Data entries
▬▬▬

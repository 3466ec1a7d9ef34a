use std::io::{self, Write};
use std::sync::Arc;

use pretty_assertions::assert_eq;
use qprof::report::{self, ExportOptions};
use qprof::{Error, OpRecord, OpTimes, Profile, VecSource};

fn calculated(events: &[(&str, &str, u64, u64)]) -> Profile {
    let mut prof = Profile::new();
    let queues: Vec<&str> = {
        let mut qs: Vec<_> = events.iter().map(|&(q, ..)| q).collect();
        qs.dedup();
        qs
    };
    for queue in queues {
        let records: Vec<_> = events
            .iter()
            .filter(|&&(q, ..)| q == queue)
            .map(|&(_, name, start, end)| OpRecord::new(name, OpTimes::span(start, end)))
            .collect();
        prof.add_queue(queue, Arc::new(VecSource::from(records)))
            .unwrap();
    }
    prof.calc().unwrap();
    prof
}

fn export_to_string(prof: &mut Profile, options: &ExportOptions) -> String {
    let mut buf = Vec::new();
    report::export(prof, options, &mut buf).unwrap();
    String::from_utf8(buf).unwrap()
}

#[test]
fn default_format_without_zero_basing() {
    let mut prof = calculated(&[("Q1", "Event1", 10, 15), ("Q1", "Event2", 16, 20)]);
    let options = ExportOptions {
        zero_start: false,
        ..ExportOptions::default()
    };
    assert_eq!(
        export_to_string(&mut prof, &options),
        "Q1\t10\t15\tEvent1\nQ1\t16\t20\tEvent2\n"
    );
}

#[test]
fn zero_basing_subtracts_the_earliest_start() {
    let mut prof = calculated(&[("Q1", "Event1", 10, 15), ("Q1", "Event2", 16, 20)]);
    assert_eq!(
        export_to_string(&mut prof, &ExportOptions::default()),
        "Q1\t0\t5\tEvent1\nQ1\t6\t10\tEvent2\n"
    );
}

#[test]
fn lines_are_ordered_by_start_time_across_queues() {
    let mut prof = calculated(&[
        ("Q1", "late", 50, 60),
        ("Q2", "early", 5, 8),
        ("Q1", "middle", 20, 30),
    ]);
    let options = ExportOptions {
        zero_start: false,
        ..ExportOptions::default()
    };
    assert_eq!(
        export_to_string(&mut prof, &options),
        "Q2\t5\t8\tearly\nQ1\t20\t30\tmiddle\nQ1\t50\t60\tlate\n"
    );
}

#[test]
fn custom_delimiters_wrap_queue_and_event_names() {
    let mut prof = calculated(&[("Q1", "Event1", 10, 15)]);
    let options = ExportOptions {
        separator: ", ".to_string(),
        newline: ";\n".to_string(),
        queue_delim: "'".to_string(),
        evname_delim: "\"".to_string(),
        zero_start: false,
    };
    assert_eq!(
        export_to_string(&mut prof, &options),
        "'Q1', 10, 15, \"Event1\";\n"
    );
}

#[test]
fn export_round_trips_the_reference_workload() {
    let events = &[
        ("Q1", "Event1", 10, 15),
        ("Q1", "Event2", 16, 20),
        ("Q2", "Event3", 17, 30),
        ("Q1", "Event4", 19, 25),
        ("Q2", "Event5", 29, 40),
        ("Q2", "Event1", 35, 45),
        ("Q1", "Event1", 68, 69),
        ("Q2", "Event1", 50, 70),
    ];
    let mut prof = calculated(events);
    let options = ExportOptions {
        zero_start: false,
        ..ExportOptions::default()
    };
    let text = export_to_string(&mut prof, &options);

    let mut parsed: Vec<(String, String, u64, u64)> = text
        .lines()
        .map(|line| {
            let fields: Vec<_> = line.split('\t').collect();
            assert_eq!(fields.len(), 4, "malformed line: {:?}", line);
            (
                fields[0].to_string(),
                fields[3].to_string(),
                fields[1].parse().unwrap(),
                fields[2].parse().unwrap(),
            )
        })
        .collect();
    parsed.sort();

    let mut expected: Vec<(String, String, u64, u64)> = events
        .iter()
        .map(|&(q, name, start, end)| (q.to_string(), name.to_string(), start, end))
        .collect();
    expected.sort();

    assert_eq!(parsed, expected);
}

#[test]
fn export_before_calc_is_invalid() {
    let mut prof = Profile::new();
    let mut buf = Vec::new();
    assert!(matches!(
        report::export(&mut prof, &ExportOptions::default(), &mut buf),
        Err(Error::NotCalculated)
    ));
}

#[test]
fn write_failures_surface_without_invalidating_results() {
    struct FailingWriter;
    impl Write for FailingWriter {
        fn write(&mut self, _: &[u8]) -> io::Result<usize> {
            Err(io::Error::new(io::ErrorKind::BrokenPipe, "pipe closed"))
        }
        fn flush(&mut self) -> io::Result<()> {
            Ok(())
        }
    }

    let mut prof = calculated(&[("Q1", "Event1", 10, 15)]);
    let err = report::export(&mut prof, &ExportOptions::default(), FailingWriter).unwrap_err();
    assert!(matches!(err, Error::StreamWrite(_)));

    // The computed profile is untouched; retrying with a healthy writer
    // succeeds.
    assert_eq!(prof.total_time().unwrap(), 5);
    let mut buf = Vec::new();
    report::export(&mut prof, &ExportOptions::default(), &mut buf).unwrap();
    assert!(!buf.is_empty());
}

#[test]
fn process_wide_defaults_snapshot_and_replace() {
    let original = report::export_defaults();
    assert_eq!(original.separator, "\t");
    assert!(original.zero_start);

    let custom = ExportOptions {
        separator: ";".to_string(),
        ..original.clone()
    };
    report::set_export_defaults(custom.clone());
    assert_eq!(report::export_defaults(), custom);

    // Snapshots are copies: mutating one does not affect the stored
    // defaults.
    let mut snapshot = report::export_defaults();
    snapshot.separator = "|".to_string();
    assert_eq!(report::export_defaults().separator, ";");

    report::set_export_defaults(original);
}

▬▬▬

Set down the records above once more, exactly as given.

repository 3466ec1a7d9ef34a
use std::io::{self, Write};
use std::sync::Arc;

use pretty_assertions::assert_eq;
use qprof::report::{self, ExportOptions};
use qprof::{Error, OpRecord, OpTimes, Profile, VecSource};

fn calculated(events: &[(&str, &str, u64, u64)]) -> Profile {
    let mut prof = Profile::new();
    let queues: Vec<&str> = {
        let mut qs: Vec<_> = events.iter().map(|&(q, ..)| q).collect();
        qs.dedup();
        qs
    };
    for queue in queues {
        let records: Vec<_> = events
            .iter()
            .filter(|&&(q, ..)| q == queue)
            .map(|&(_, name, start, end)| OpRecord::new(name, OpTimes::span(start, end)))
            .collect();
        prof.add_queue(queue, Arc::new(VecSource::from(records)))
            .unwrap();
    }
    prof.calc().unwrap();
    prof
}

fn export_to_string(prof: &mut Profile, options: &ExportOptions) -> String {
    let mut buf = Vec::new();
    report::export(prof, options, &mut buf).unwrap();
    String::from_utf8(buf).unwrap()
}

#[test]
fn default_format_without_zero_basing() {
    let mut prof = calculated(&[("Q1", "Event1", 10, 15), ("Q1", "Event2", 16, 20)]);
    let options = ExportOptions {
        zero_start: false,
        ..ExportOptions::default()
    };
    assert_eq!(
        export_to_string(&mut prof, &options),
        "Q1\t10\t15\tEvent1\nQ1\t16\t20\tEvent2\n"
    );
}

#[test]
fn zero_basing_subtracts_the_earliest_start() {
    let mut prof = calculated(&[("Q1", "Event1", 10, 15), ("Q1", "Event2", 16, 20)]);
    assert_eq!(
        export_to_string(&mut prof, &ExportOptions::default()),
        "Q1\t0\t5\tEvent1\nQ1\t6\t10\tEvent2\n"
    );
}

#[test]
fn lines_are_ordered_by_start_time_across_queues() {
    let mut prof = calculated(&[
        ("Q1", "late", 50, 60),
        ("Q2", "early", 5, 8),
        ("Q1", "middle", 20, 30),
    ]);
    let options = ExportOptions {
        zero_start: false,
        ..ExportOptions::default()
    };
    assert_eq!(
        export_to_string(&mut prof, &options),
        "Q2\t5\t8\tearly\nQ1\t20\t30\tmiddle\nQ1\t50\t60\tlate\n"
    );
}

#[test]
fn custom_delimiters_wrap_queue_and_event_names() {
    let mut prof = calculated(&[("Q1", "Event1", 10, 15)]);
    let options = ExportOptions {
        separator: ", ".to_string(),
        newline: ";\n".to_string(),
        queue_delim: "'".to_string(),
        evname_delim: "\"".to_string(),
        zero_start: false,
    };
    assert_eq!(
        export_to_string(&mut prof, &options),
        "'Q1', 10, 15, \"Event1\";\n"
    );
}

#[test]
fn export_round_trips_the_reference_workload() {
    let events = &[
        ("Q1", "Event1", 10, 15),
        ("Q1", "Event2", 16, 20),
        ("Q2", "Event3", 17, 30),
        ("Q1", "Event4", 19, 25),
        ("Q2", "Event5", 29, 40),
        ("Q2", "Event1", 35, 45),
        ("Q1", "Event1", 68, 69),
        ("Q2", "Event1", 50, 70),
    ];
    let mut prof = calculated(events);
    let options = ExportOptions {
        zero_start: false,
        ..ExportOptions::default()
    };
    let text = export_to_string(&mut prof, &options);

    let mut parsed: Vec<(String, String, u64, u64)> = text
        .lines()
        .map(|line| {
            let fields: Vec<_> = line.split('\t').collect();
            assert_eq!(fields.len(), 4, "malformed line: {:?}", line);
            (
                fields[0].to_string(),
                fields[3].to_string(),
                fields[1].parse().unwrap(),
                fields[2].parse().unwrap(),
            )
        })
        .collect();
    parsed.sort();

    let mut expected: Vec<(String, String, u64, u64)> = events
        .iter()
        .map(|&(q, name, start, end)| (q.to_string(), name.to_string(), start, end))
        .collect();
    expected.sort();

    assert_eq!(parsed, expected);
}

#[test]
fn export_before_calc_is_invalid() {
    let mut prof = Profile::new();
    let mut buf = Vec::new();
    assert!(matches!(
        report::export(&mut prof, &ExportOptions::default(), &mut buf),
        Err(Error::NotCalculated)
    ));
}

#[test]
fn write_failures_surface_without_invalidating_results() {
    struct FailingWriter;
    impl Write for FailingWriter {
        fn write(&mut self, _: &[u8]) -> io::Result<usize> {
            Err(io::Error::new(io::ErrorKind::BrokenPipe, "pipe closed"))
        }
        fn flush(&mut self) -> io::Result<()> {
            Ok(())
        }
    }

    let mut prof = calculated(&[("Q1", "Event1", 10, 15)]);
    let err = report::export(&mut prof, &ExportOptions::default(), FailingWriter).unwrap_err();
    assert!(matches!(err, Error::StreamWrite(_)));

    // The computed profile is untouched; retrying with a healthy writer
    // succeeds.
    assert_eq!(prof.total_time().unwrap(), 5);
    let mut buf = Vec::new();
    report::export(&mut prof, &ExportOptions::default(), &mut buf).unwrap();
    assert!(!buf.is_empty());
}

#[test]
fn process_wide_defaults_snapshot_and_replace() {
    let original = report::export_defaults();
    assert_eq!(original.separator, "\t");
    assert!(original.zero_start);

    let custom = ExportOptions {
        separator: ";".to_string(),
        ..original.clone()
    };
    report::set_export_defaults(custom.clone());
    assert_eq!(report::export_defaults(), custom);

    // Snapshots are copies: mutating one does not affect the stored
    // defaults.
    let mut snapshot = report::export_defaults();
    snapshot.separator = "|".to_string();
    assert_eq!(report::export_defaults().separator, ";");

    report::set_export_defaults(original);
}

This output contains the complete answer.